=== THE TASK ===
Type the entries out once more. Match them exactly.

=== THE RECORDS ===
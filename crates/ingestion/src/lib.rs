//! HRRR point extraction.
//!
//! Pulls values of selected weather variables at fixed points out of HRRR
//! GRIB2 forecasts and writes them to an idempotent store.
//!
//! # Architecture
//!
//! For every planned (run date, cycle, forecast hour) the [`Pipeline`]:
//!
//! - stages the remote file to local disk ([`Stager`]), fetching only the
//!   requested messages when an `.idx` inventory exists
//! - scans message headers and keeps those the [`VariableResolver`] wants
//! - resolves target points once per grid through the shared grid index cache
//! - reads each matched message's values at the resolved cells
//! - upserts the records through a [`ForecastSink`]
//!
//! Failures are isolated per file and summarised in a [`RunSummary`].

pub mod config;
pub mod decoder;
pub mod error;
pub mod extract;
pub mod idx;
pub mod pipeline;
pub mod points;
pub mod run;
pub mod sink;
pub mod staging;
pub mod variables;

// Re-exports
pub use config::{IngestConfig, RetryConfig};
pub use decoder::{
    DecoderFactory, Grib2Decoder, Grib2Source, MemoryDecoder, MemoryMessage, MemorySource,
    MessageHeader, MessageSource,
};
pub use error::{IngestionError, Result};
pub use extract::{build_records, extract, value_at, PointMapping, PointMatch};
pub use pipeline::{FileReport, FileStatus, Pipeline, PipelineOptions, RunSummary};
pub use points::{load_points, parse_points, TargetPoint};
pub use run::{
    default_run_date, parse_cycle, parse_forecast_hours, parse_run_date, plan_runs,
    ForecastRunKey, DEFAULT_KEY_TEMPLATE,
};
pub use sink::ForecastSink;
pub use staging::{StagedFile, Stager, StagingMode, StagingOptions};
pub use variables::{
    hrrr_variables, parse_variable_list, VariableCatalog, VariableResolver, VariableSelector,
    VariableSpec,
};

=== RESPONSE AREA ===
filename crates/ingestion/src/lib.rs
//! HRRR point extraction.
//!
//! Pulls values of selected weather variables at fixed points out of HRRR
//! GRIB2 forecasts and writes them to an idempotent store.
//!
//! # Architecture
//!
//! For every planned (run date, cycle, forecast hour) the [`Pipeline`]:
//!
//! - stages the remote file to local disk ([`Stager`]), fetching only the
//!   requested messages when an `.idx` inventory exists
//! - scans message headers and keeps those the [`VariableResolver`] wants
//! - resolves target points once per grid through the shared grid index cache
//! - reads each matched message's values at the resolved cells
//! - upserts the records through a [`ForecastSink`]
//!
//! Failures are isolated per file and summarised in a [`RunSummary`].

pub mod config;
pub mod decoder;
pub mod error;
pub mod extract;
pub mod idx;
pub mod pipeline;
pub mod points;
pub mod run;
pub mod sink;
pub mod staging;
pub mod variables;

// Re-exports
pub use config::{IngestConfig, RetryConfig};
pub use decoder::{
    DecoderFactory, Grib2Decoder, Grib2Source, MemoryDecoder, MemoryMessage, MemorySource,
    MessageHeader, MessageSource,
};
pub use error::{IngestionError, Result};
pub use extract::{build_records, extract, value_at, PointMapping, PointMatch};
pub use pipeline::{FileReport, FileStatus, Pipeline, PipelineOptions, RunSummary};
pub use points::{load_points, parse_points, TargetPoint};
pub use run::{
    default_run_date, parse_cycle, parse_forecast_hours, parse_run_date, plan_runs,
    ForecastRunKey, DEFAULT_KEY_TEMPLATE,
};
pub use sink::ForecastSink;
pub use staging::{StagedFile, Stager, StagingMode, StagingOptions};
pub use variables::{
    hrrr_variables, parse_variable_list, VariableCatalog, VariableResolver, VariableSelector,
    VariableSpec,
};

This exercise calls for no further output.